Mounting evidence suggests that resveratrol mimics the effects of calorie restriction in promoting the longevity. However, the mechanisms of action remain unknown. The only common link could be that both resveratrol and calorie restriction improve insulin sensitivity, which in turn reduces insulin and glucose levels in the body [3, 5, 30]. Indeed, blocking of insulin receptors located in the adipose tissue could extend the life spans of mice by about 18% [5]. It is quite possible that both calorie restriction and resveratrol function in the same way, i.e., by improving insulin sensitivity in the body. Resveratrol mimics the effects of calorie restriction in reducing blood glucose, insulin levels, and insulin like growth factor-1 (IGF-1) and by increasing HDL [3, 5]. The other common mechanism includes the activation of longevity gene SirT1 by both calorie restriction and longevity.

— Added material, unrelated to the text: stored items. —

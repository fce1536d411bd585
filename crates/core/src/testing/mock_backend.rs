//! Mock ticketing backend for testing.

use std::sync::atomic::{AtomicUsize, Ordering};
use std::sync::Arc;
use std::time::Duration;

use async_trait::async_trait;
use chrono::{DateTime, Utc};
use tokio::sync::RwLock;

use crate::pipeline::{BackendError, BackendFactory, BackendTicket, TicketBackend};

/// A check-in pushed to the mock backend.
#[derive(Debug, Clone, PartialEq, Eq)]
pub struct RecordedCheckin {
    pub ticket_id: String,
    pub checker_email: String,
    pub timestamp: DateTime<Utc>,
}

/// Mock implementation of the TicketBackend trait.
///
/// Provides controllable behavior for testing:
/// - Serve a configurable ticket list
/// - Simulate fetch and push failures
/// - Simulate slow fetches and pushes
/// - Record pushed check-ins, marking the ticket consumed like a real backend
///
/// Clones share state, so a test can keep a handle while the pipeline owns
/// another through [`MockTicketBackend::factory`].
#[derive(Debug, Clone, Default)]
pub struct MockTicketBackend {
    tickets: Arc<RwLock<Vec<BackendTicket>>>,
    fetch_error: Arc<RwLock<Option<BackendError>>>,
    push_error: Arc<RwLock<Option<BackendError>>>,
    fetch_delay_ms: Arc<RwLock<u64>>,
    push_delay_ms: Arc<RwLock<u64>>,
    pushed: Arc<RwLock<Vec<RecordedCheckin>>>,
    fetch_count: Arc<AtomicUsize>,
}

impl MockTicketBackend {
    pub fn new() -> Self {
        Self::default()
    }

    pub fn with_tickets(tickets: Vec<BackendTicket>) -> Self {
        Self {
            tickets: Arc::new(RwLock::new(tickets)),
            ..Self::default()
        }
    }

    /// Factory handing out this backend for every definition.
    pub fn factory(&self) -> BackendFactory {
        let backend = self.clone();
        Arc::new(move |_| Ok(Arc::new(backend.clone()) as Arc<dyn TicketBackend>))
    }

    pub async fn set_tickets(&self, tickets: Vec<BackendTicket>) {
        *self.tickets.write().await = tickets;
    }

    /// Make every fetch fail until cleared with `None`.
    pub async fn set_fetch_error(&self, error: Option<BackendError>) {
        *self.fetch_error.write().await = error;
    }

    /// Make every push fail until cleared with `None`.
    pub async fn set_push_error(&self, error: Option<BackendError>) {
        *self.push_error.write().await = error;
    }

    pub async fn set_fetch_delay(&self, delay: Duration) {
        *self.fetch_delay_ms.write().await = delay.as_millis() as u64;
    }

    /// Delay every push before the backend records it.
    pub async fn set_push_delay(&self, delay: Duration) {
        *self.push_delay_ms.write().await = delay.as_millis() as u64;
    }

    pub async fn pushed_checkins(&self) -> Vec<RecordedCheckin> {
        self.pushed.read().await.clone()
    }

    pub fn fetch_count(&self) -> usize {
        self.fetch_count.load(Ordering::SeqCst)
    }
}

#[async_trait]
impl TicketBackend for MockTicketBackend {
    async fn fetch_tickets(&self) -> Result<Vec<BackendTicket>, BackendError> {
        self.fetch_count.fetch_add(1, Ordering::SeqCst);

        let delay_ms = *self.fetch_delay_ms.read().await;
        if delay_ms > 0 {
            tokio::time::sleep(Duration::from_millis(delay_ms)).await;
        }

        if let Some(err) = self.fetch_error.read().await.clone() {
            return Err(err);
        }
        Ok(self.tickets.read().await.clone())
    }

    async fn push_checkin(
        &self,
        ticket_id: &str,
        checker_email: &str,
        timestamp: DateTime<Utc>,
    ) -> Result<(), BackendError> {
        let delay_ms = *self.push_delay_ms.read().await;
        if delay_ms > 0 {
            tokio::time::sleep(Duration::from_millis(delay_ms)).await;
        }

        if let Some(err) = self.push_error.read().await.clone() {
            return Err(err);
        }

        let mut tickets = self.tickets.write().await;
        let Some(ticket) = tickets.iter_mut().find(|t| t.id == ticket_id) else {
            return Err(BackendError::Rejected(format!("unknown ticket {}", ticket_id)));
        };
        if ticket.is_consumed {
            return Err(BackendError::Rejected(format!(
                "ticket {} already consumed",
                ticket_id
            )));
        }
        ticket.is_consumed = true;
        ticket.checker = Some(checker_email.to_string());
        ticket.checkin_timestamp = Some(timestamp);

        self.pushed.write().await.push(RecordedCheckin {
            ticket_id: ticket_id.to_string(),
            checker_email: checker_email.to_string(),
            timestamp,
        });
        Ok(())
    }
}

A recent study showed that resveratrol could mimic the effects of calorie restriction through alterations in chromatin structure and transcription [2]. These authors could not find the reduction of IGF-1 in resveratrol-treated mice, while IGF-1 was reduced by calorie restriction, as expected. However, both calorie restriction and resveratrol could reduce blood glucose levels. This study also revealed that SirT was not affected by either resveratrol or calorie restriction, and calorie restriction but not resveratrol induced PGC-1α transcriptional activity. Four gene ontology terms were impacted by both calorie restriction and resveratrol that included chromatin assembly or disassembly regulation of transcription from RNA polymerase II promoter, and ubiquitin cycle. The detailed analysis within these classes revealed that these genes had important role in chromatin remodeling and included de novo methylase Dnmt3a, the chromodomain helicase DNA binding protein I (chd1), SirT5, SWI/SNF complex member (SmarccI, Smarca4, Smarca5, and Smarca2). The Smarca gene encodes Brahma that regulates a transcriptional switch for the chromatin remodeling. In addition, both resveratrol and calorie restriction altered the expression of several histone encoding genes.

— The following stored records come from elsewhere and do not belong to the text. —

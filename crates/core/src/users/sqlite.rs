use std::path::Path;
use std::sync::{Mutex, MutexGuard};

use chrono::Utc;
use rusqlite::{params, Connection, OptionalExtension};
use uuid::Uuid;

use super::{User, UserError, UserStore};
use crate::db;

pub struct SqliteUserStore {
    conn: Mutex<Connection>,
}

impl SqliteUserStore {
    pub fn new(path: &Path) -> Result<Self, UserError> {
        let conn = db::open(path).map_err(|e| UserError::Database(e.to_string()))?;
        Self::with_connection(conn)
    }

    pub fn in_memory() -> Result<Self, UserError> {
        let conn = db::open_in_memory().map_err(|e| UserError::Database(e.to_string()))?;
        Self::with_connection(conn)
    }

    fn with_connection(conn: Connection) -> Result<Self, UserError> {
        conn.execute_batch(
            r#"
            CREATE TABLE IF NOT EXISTS users (
                id TEXT PRIMARY KEY,
                email TEXT NOT NULL UNIQUE,
                is_admin INTEGER NOT NULL DEFAULT 0,
                time_created TEXT NOT NULL
            );
            "#,
        )
        .map_err(|e| UserError::Database(e.to_string()))?;

        Ok(Self {
            conn: Mutex::new(conn),
        })
    }

    fn conn(&self) -> Result<MutexGuard<'_, Connection>, UserError> {
        self.conn
            .lock()
            .map_err(|_| UserError::Database("user connection lock poisoned".to_string()))
    }

    fn row_to_user(row: &rusqlite::Row) -> rusqlite::Result<User> {
        let ts: String = row.get(3)?;
        Ok(User {
            id: row.get(0)?,
            email: row.get(1)?,
            is_admin: row.get(2)?,
            time_created: db::parse_timestamp(3, &ts)?,
        })
    }

    fn select_by_email(conn: &Connection, email: &str) -> rusqlite::Result<Option<User>> {
        conn.query_row(
            "SELECT id, email, is_admin, time_created FROM users WHERE email = ?",
            params![email],
            Self::row_to_user,
        )
        .optional()
    }
}

impl UserStore for SqliteUserStore {
    fn get_or_create_by_email(&self, email: &str, is_admin: bool) -> Result<User, UserError> {
        let email = email.trim().to_lowercase();
        let conn = self.conn()?;

        conn.execute(
            "INSERT INTO users (id, email, is_admin, time_created) VALUES (?, ?, ?, ?)
             ON CONFLICT(email) DO UPDATE SET is_admin = excluded.is_admin",
            params![
                Uuid::new_v4().to_string(),
                email,
                is_admin,
                db::format_timestamp(&Utc::now())
            ],
        )
        .map_err(|e| UserError::Database(e.to_string()))?;

        Self::select_by_email(&conn, &email)
            .map_err(|e| UserError::Database(e.to_string()))?
            .ok_or_else(|| UserError::Database(format!("user {} vanished after upsert", email)))
    }

    fn get(&self, id: &str) -> Result<Option<User>, UserError> {
        let conn = self.conn()?;
        conn.query_row(
            "SELECT id, email, is_admin, time_created FROM users WHERE id = ?",
            params![id],
            Self::row_to_user,
        )
        .optional()
        .map_err(|e| UserError::Database(e.to_string()))
    }

    fn get_by_email(&self, email: &str) -> Result<Option<User>, UserError> {
        let conn = self.conn()?;
        Self::select_by_email(&conn, &email.trim().to_lowercase())
            .map_err(|e| UserError::Database(e.to_string()))
    }
}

Other studies demonstrated the beneficial effect of resveratrol in mice kept on high fat calorie diet [3]. In this study, the authors found that resveratrol treatment increased the survival rate of the mice on high fat diet, and shifted the metabolic activity close to the mice on normal diet. The study also demonstrated that the resveratrol decreased the level of insulin and IGF-1, and increased the insulin sensitivity possibly by activating AMPK. The report documented an increment in the number of the mitochondria. Further, they showed significantly lower acetylating status of the PGC alpha after resveratrol treatment; however, the expression of the SirT1 remained same, suggesting that resveratrol increased the enzymatic activity of SirT1 (Fig. 2b).

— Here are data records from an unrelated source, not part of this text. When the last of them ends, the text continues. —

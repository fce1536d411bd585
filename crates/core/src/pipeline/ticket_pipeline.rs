//! A running pipeline instance.

use std::collections::{BTreeSet, HashMap, HashSet};
use std::sync::atomic::{AtomicBool, Ordering};
use std::sync::Arc;

use chrono::{DateTime, Utc};
use tokio::sync::{Mutex, RwLock};
use tracing::{debug, error, info, warn};

use super::backend::{BackendTicket, TicketBackend};
use super::definition::{PipelineDefinition, PipelineKind};
use super::issuance::TicketData;
use super::types::{
    CheckinFailure, CheckinRequest, CheckinResult, FeedAction, FeedInfo, FeedPermission,
    LoadSummary, LogLevel, OfflineTicket, OfflineUploadRequest, PipelineError, PipelineInfo,
    PipelineLog, PipelineTicket, PollFeedRequest, PollFeedResponse,
};
use super::PipelineDeps;
use crate::checkin::{CheckinError, CheckinRecord};
use crate::clock::Clock;
use crate::credential::{SerializedCredential, VerifiedCredential};
use crate::metrics::{CHECKINS, OFFLINE_CHECKINS, PIPELINE_LOADS, PIPELINE_LOAD_DURATION};
use crate::offline::OfflineCheckin;
use crate::semaphore::{
    MemberCandidate, SemaphoreGroup, SemaphoreGroupInfo, SemaphoreGroupProvider,
};

pub const PAUSED_MESSAGE: &str = "this pipeline is paused - not loading";

#[derive(Debug, Clone)]
struct PendingCheckin {
    checker: String,
    timestamp: DateTime<Utc>,
}

/// Per-run diagnostic log returned in the load summary.
struct RunLog {
    clock: Arc<dyn Clock>,
    entries: Vec<PipelineLog>,
}

impl RunLog {
    fn new(clock: Arc<dyn Clock>) -> Self {
        Self {
            clock,
            entries: Vec::new(),
        }
    }

    fn push(&mut self, level: LogLevel, message: impl Into<String>) {
        self.entries.push(PipelineLog {
            level,
            timestamp: self.clock.now(),
            message: message.into(),
        });
    }

    fn info(&mut self, message: impl Into<String>) {
        self.push(LogLevel::Info, message);
    }

    fn warn(&mut self, message: impl Into<String>) {
        self.push(LogLevel::Warn, message);
    }

    fn error(&mut self, message: impl Into<String>) {
        self.push(LogLevel::Error, message);
    }
}

#[derive(Debug, Default)]
struct LoadCounts {
    atoms_loaded: usize,
    offline_checked_in: usize,
    offline_failed: usize,
    groups_updated: usize,
}

enum Reconciled {
    CheckedIn,
    AlreadyCheckedIn { checker: Option<String> },
}

/// One pipeline: imports tickets from its backend, serves the feed and
/// performs check-ins. Loads on one instance never overlap.
pub struct TicketPipeline {
    definition: PipelineDefinition,
    backend: Arc<dyn TicketBackend>,
    deps: PipelineDeps,
    semaphore: SemaphoreGroupProvider,
    tickets: RwLock<Vec<PipelineTicket>>,
    pending: Mutex<HashMap<String, PendingCheckin>>,
    load_lock: Mutex<()>,
    semaphore_lock: Mutex<()>,
    last_load: RwLock<Option<LoadSummary>>,
    stopped: AtomicBool,
}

Other study also reported that resveratrol improved the mitochondrial function and increased the aerobic capacity of mice on high fat diet, by activating SirT1 and PGC alpha [30]. In this study, it was also reported that resveratrol slowed down the gaining rate of mice on high fat diet, and increased insulin sensitivity.

Summary and conclusion

In conclusion, longevity nutrient resveratrol mimics calorie restriction through the induction of the expression of several longevity genes. These longevity genes include SirTs and FoxOs that act coordinately for the regulation of cell survival and longevity. Resveratrol does not appear to be the only longevity nutrient, because both white and red wines as well as grapes can also induce these longevity genes.